> [ACTIVITY]: Extract, unchanged, each line of the listing below from its first line through the line that contains "use colloquy::tools::*;", inclusive, and nothing else.

DATA FOR THIS EXERCISE START

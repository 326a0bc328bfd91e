//! Tests for the tool system.

use std::sync::Arc;

use pretty_assertions::assert_eq;
use serde_json::json;

use colloquy::error::ColloquyError;
use colloquy::registry::{Component, ComponentRegistry};
use colloquy::tools::*;
use colloquy::types::{Role, ToolCall};

fn echo_tool(name: &str) -> FnTool {
    FnTool::new(
        name,
        "Echo the text argument",
        ToolParameters::object().string("text", "Text to echo", true).build(),
        |args, _ctx| async move { Ok::<_, ColloquyError>(json!(args.get_str("text")?)) },
    )
}

fn text_module() -> ToolModule {
    ToolModule::new("text")
        .with_tool(echo_tool("echo"))
        .with_tool(echo_tool("shout"))
}

#[test]
fn parameter_builder_constructs_schema() {
    let params = ToolParameters::object()
        .string("query", "Search query", true)
        .number("limit", "Max results", false)
        .boolean("verbose", "Enable verbose output", false)
        .build();

    let schema = &params.schema;
    assert_eq!(schema["type"], "object");
    assert_eq!(schema["properties"]["query"]["type"], "string");
    assert_eq!(schema["properties"]["limit"]["type"], "number");
    assert_eq!(schema["required"], json!(["query"]));
}

#[test]
fn definition_renders_chat_completion_shape() {
    let definition = echo_tool("echo").definition();

    let wire = definition.to_chat_completion();

    assert_eq!(wire["type"], "function");
    assert_eq!(wire["function"]["name"], "echo");
    assert_eq!(wire["function"]["parameters"]["properties"]["text"]["type"], "string");
}

#[test]
fn tool_arguments_accessors() {
    let args = ToolArguments::new(json!({"name": "Alice", "age": 30, "active": true}));
    assert_eq!(args.get_str("name").unwrap(), "Alice");
    assert_eq!(args.get_i64("age").unwrap(), 30);
    assert!(args.get_bool("active").unwrap());
    assert!(args.get_str("missing").is_err());
    assert_eq!(args.get_str_opt("missing"), None);
}

#[test]
fn registry_rejects_invalid_names() {
    let mut registry = ToolRegistry::new();

    let err = registry.register(Arc::new(echo_tool("has space"))).unwrap_err();

    assert!(matches!(err, ColloquyError::Configuration(_)));
    assert!(registry.is_empty());
}

#[test]
fn registering_same_name_replaces_in_place() {
    let mut registry = ToolRegistry::new();
    registry.register(Arc::new(echo_tool("a"))).unwrap();
    registry.register(Arc::new(echo_tool("b"))).unwrap();
    registry.register(Arc::new(echo_tool("a"))).unwrap();

    assert_eq!(registry.names(), vec!["a", "b"]);
    assert_eq!(registry.definitions().len(), 2);
}

#[test]
fn spec_resolves_selected_tools_from_components() {
    let components = ComponentRegistry::new();
    components.register("text", Component::ToolModule(Arc::new(text_module())));

    let mut registry = ToolRegistry::new();
    let spec: ToolSpec = "text:shout".parse().unwrap();
    registry.register_spec(&spec, &components).unwrap();

    assert_eq!(registry.names(), vec!["shout"]);

    let missing: ToolSpec = "text:whisper".parse().unwrap();
    let err = registry.register_spec(&missing, &components).unwrap_err();
    assert!(matches!(err, ColloquyError::Configuration(_)));
}

#[tokio::test]
async fn execute_turns_results_and_failures_into_tool_messages() {
    let mut registry = ToolRegistry::new();
    registry.register_module(&text_module()).unwrap();

    let ok = registry
        .execute(&ToolCall::function("c1", "echo", r#"{"text":"hi"}"#), Some("t1"))
        .await
        .unwrap();
    assert_eq!(ok.role(), Role::Tool);
    assert_eq!(ok.tool_call_id(), Some("c1"));
    assert_eq!(ok.text(), "hi");

    let missing_arg = registry
        .execute(&ToolCall::function("c2", "echo", "{}"), None)
        .await
        .unwrap();
    assert!(missing_arg.text().starts_with("Error executing tool:"));

    let bad_json = registry
        .execute(&ToolCall::function("c3", "echo", "{not json"), None)
        .await
        .unwrap();
    assert!(bad_json.text().starts_with("Error executing tool:"));
}

#[tokio::test]
async fn tool_sees_thread_and_call_ids() {
    let mut registry = ToolRegistry::new();
    registry
        .register(Arc::new(FnTool::new(
            "whoami",
            "Report the execution context",
            ToolParameters::empty(),
            |_args, ctx| async move {
                Ok::<_, ColloquyError>(json!({
                    "thread": ctx.thread_id,
                    "call": ctx.tool_call_id,
                }))
            },
        )))
        .unwrap();

    let message = registry
        .execute(&ToolCall::function("call_7", "whoami", ""), Some("thread-3"))
        .await
        .unwrap();

    assert_eq!(
        serde_json::from_str::<serde_json::Value>(&message.text()).unwrap(),
        json!({"thread": "thread-3", "call": "call_7"})
    );
}
//! Error classification.

/// Broad error category for routing recovery logic.
#[derive(Debug, Clone, Copy, PartialEq, Eq)]
pub enum ErrorCategory {
    Validation,
    Authentication,
    RateLimit,
    Network,
    Server,
    Api,
    Configuration,
    Serialization,
    Storage,
    ToolExecution,
    Cancelled,
    Unknown,
}
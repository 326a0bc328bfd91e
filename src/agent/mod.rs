//! Agent configuration surface.

mod agent;
mod delegate;
pub mod prompt;

pub use agent::{Agent, AgentBuilder, ThreadInput};
pub use delegate::DelegateTool;
pub use prompt::render_system_prompt;
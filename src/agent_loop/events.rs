//! Turn events and the callback sink they are delivered through.

use std::sync::Arc;

use serde::Serialize;

use crate::types::{Message, Thread};

/// Result of one turn: the updated thread plus the assistant and tool
/// messages created during it (caller input is not echoed back).
#[derive(Debug, Clone, Serialize)]
pub struct TurnOutcome {
    pub thread: Thread,
    pub new_messages: Vec<Message>,
}

/// Events emitted while a turn runs.
///
/// A streamed turn always ends with exactly one `Complete` or `Error`.
#[derive(Debug, Clone, Serialize)]
#[serde(tag = "type", rename_all = "snake_case")]
pub enum AgentEvent {
    /// Partial assistant text as it arrives from the provider.
    ContentChunk { text: String },
    AssistantMessage { message: Message },
    ToolMessage { message: Message },
    Complete { outcome: TurnOutcome },
    Error { message: String },
}

/// Callback receiving turn events.
pub type AgentEventSink = Arc<dyn Fn(AgentEvent) + Send + Sync>;

#[derive(Clone, Default)]
pub(crate) struct EventEmitter {
    sink: Option<AgentEventSink>,
}

impl EventEmitter {
    pub(crate) fn new(sink: AgentEventSink) -> Self {
        Self { sink: Some(sink) }
    }

    pub(crate) fn emit(&self, event: AgentEvent) {
        if let Some(sink) = &self.sink {
            sink(event);
        }
    }
}
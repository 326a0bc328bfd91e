//! Convert threads into chat-completions message payloads.

use base64::engine::general_purpose::STANDARD;
use base64::Engine;
use serde_json::{json, Map, Value};

use crate::files::FileStore;
use crate::types::{Attachment, AttachmentData, AttachmentStatus, Content, ContentPart, Message, Role, Thread};

/// Render a tool result as message content: strings verbatim, everything else as JSON.
pub(crate) fn tool_result_to_string(value: &Value) -> String {
    match value {
        Value::String(s) => s.clone(),
        other => other.to_string(),
    }
}

/// All messages of `thread`, in order, in provider wire format.
pub fn format_thread(thread: &Thread, file_store: Option<&dyn FileStore>) -> Vec<Value> {
    thread
        .messages()
        .iter()
        .map(|m| format_message(m, file_store))
        .collect()
}

pub fn format_message(message: &Message, file_store: Option<&dyn FileStore>) -> Value {
    let mut out = Map::new();
    out.insert("role".into(), Value::String(message.role().to_string()));
    out.insert("content".into(), render_content(message, file_store));

    if let Some(name) = message.name() {
        out.insert("name".into(), Value::String(name.to_string()));
    }
    match message.role() {
        Role::Assistant if !message.tool_calls().is_empty() => {
            out.insert("tool_calls".into(), json!(message.tool_calls()));
        }
        Role::Tool => {
            if let Some(id) = message.tool_call_id() {
                out.insert("tool_call_id".into(), Value::String(id.to_string()));
            }
        }
        _ => {}
    }
    Value::Object(out)
}

fn render_content(message: &Message, file_store: Option<&dyn FileStore>) -> Value {
    if message.attachments().is_empty() {
        return json!(message.content());
    }

    let mut parts = match message.content() {
        Content::Text(text) => vec![ContentPart::text(text.clone())],
        Content::Parts(parts) => parts.clone(),
    };
    for attachment in message.attachments() {
        if matches!(attachment.status(), AttachmentStatus::Failed { .. }) && !attachment.is_image() {
            parts.push(ContentPart::text(describe_file(attachment, None)));
            continue;
        }
        if attachment.is_image() {
            if let Some(url) = image_url(attachment, file_store) {
                parts.push(ContentPart::image_url(url));
                continue;
            }
        }
        let url = attachment
            .stored_file()
            .zip(file_store)
            .map(|(file, store)| store.url(file));
        parts.push(ContentPart::text(describe_file(attachment, url.as_deref())));
    }

    if parts.iter().all(|p| matches!(p, ContentPart::Text { .. })) {
        return Value::String(Content::Parts(parts).text());
    }
    json!(parts)
}

fn image_url(attachment: &Attachment, file_store: Option<&dyn FileStore>) -> Option<String> {
    match attachment.data() {
        AttachmentData::Stored(file) => file_store.map(|store| store.url(file)),
        AttachmentData::Inline { bytes } => Some(format!(
            "data:{};base64,{}",
            attachment.mime_type().unwrap_or("application/octet-stream"),
            STANDARD.encode(bytes)
        )),
    }
}

fn describe_file(attachment: &Attachment, url: Option<&str>) -> String {
    let mut text = format!("\n--- File: {} ---", attachment.filename());
    if let Some(url) = url {
        text.push_str(&format!("\nURL: {url}"));
    }
    if let Some(processed) = attachment.processed_content() {
        for (key, label) in [("overview", "Overview: "), ("text", "Content:\n"), ("error", "Error: ")] {
            if let Some(value) = processed.get(key) {
                text.push('\n');
                text.push_str(label);
                text.push_str(&tool_result_to_string(value));
            }
        }
    }
    if let AttachmentStatus::Failed { error } = attachment.status() {
        text.push_str(&format!("\nError: {error}"));
    }
    text
}

#[cfg(test)]
mod tests {
    use super::*;
    use crate::files::StoredFile;
    use crate::types::ToolCall;
    use pretty_assertions::assert_eq;

    #[test]
    fn plain_messages_keep_their_text() {
        let msg = Message::user("Hello!");
        assert_eq!(
            format_message(&msg, None),
            json!({ "role": "user", "content": "Hello!" })
        );
    }

    #[test]
    fn assistant_tool_calls_and_tool_replies_are_correlated() {
        let call = ToolCall::function("call_7", "lookup", "{}");
        let assistant = Message::assistant_with_tool_calls("", vec![call]);
        let reply = Message::tool("call_7", "lookup", "found").unwrap();

        let a = format_message(&assistant, None);
        let r = format_message(&reply, None);

        assert_eq!(a["tool_calls"][0]["id"], "call_7");
        assert_eq!(a["tool_calls"][0]["function"]["name"], "lookup");
        assert_eq!(r["tool_call_id"], "call_7");
        assert_eq!(r["name"], "lookup");
        assert_eq!(r["role"], "tool");
    }

    #[test]
    fn inline_image_becomes_data_url_part() {
        let msg = Message::user("what is this?")
            .with_attachment(Attachment::from_bytes("cat.png", vec![0x89, 0x50]));

        let content = &format_message(&msg, None)["content"];

        assert_eq!(content[0], json!({ "type": "text", "text": "what is this?" }));
        assert_eq!(content[1]["type"], "image_url");
        assert_eq!(content[1]["image_url"]["url"], "data:image/png;base64,iVA=");
    }

    #[test]
    fn document_attachment_appends_processed_text() {
        let doc = Attachment::stored(
            "notes.txt",
            StoredFile {
                file_id: "f1".into(),
                storage_path: "a/notes.txt".into(),
                storage_backend: "test".into(),
            },
        )
        .with_processed_content(json!({ "overview": "Meeting notes", "text": "Ship Friday" }));
        let msg = Message::user("summarize").with_attachment(doc);

        let content = format_message(&msg, None)["content"].clone();

        assert_eq!(
            content,
            json!("summarize\n--- File: notes.txt ---\nOverview: Meeting notes\nContent:\nShip Friday")
        );
    }

    #[test]
    fn tool_results_render_as_strings() {
        assert_eq!(tool_result_to_string(&json!("plain")), "plain");
        assert_eq!(tool_result_to_string(&json!({ "a": 1 })), r#"{"a":1}"#);
        assert_eq!(tool_result_to_string(&json!(null)), "null");
    }
}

DATA FOR THIS EXERCISE END

> [RESPONSE BOX]:
repository 326a0bc328bfd91e
//! Tests for the tool system.

use std::sync::Arc;

use pretty_assertions::assert_eq;
use serde_json::json;

use colloquy::error::ColloquyError;
use colloquy::registry::{Component, ComponentRegistry};
use colloquy::tools::*;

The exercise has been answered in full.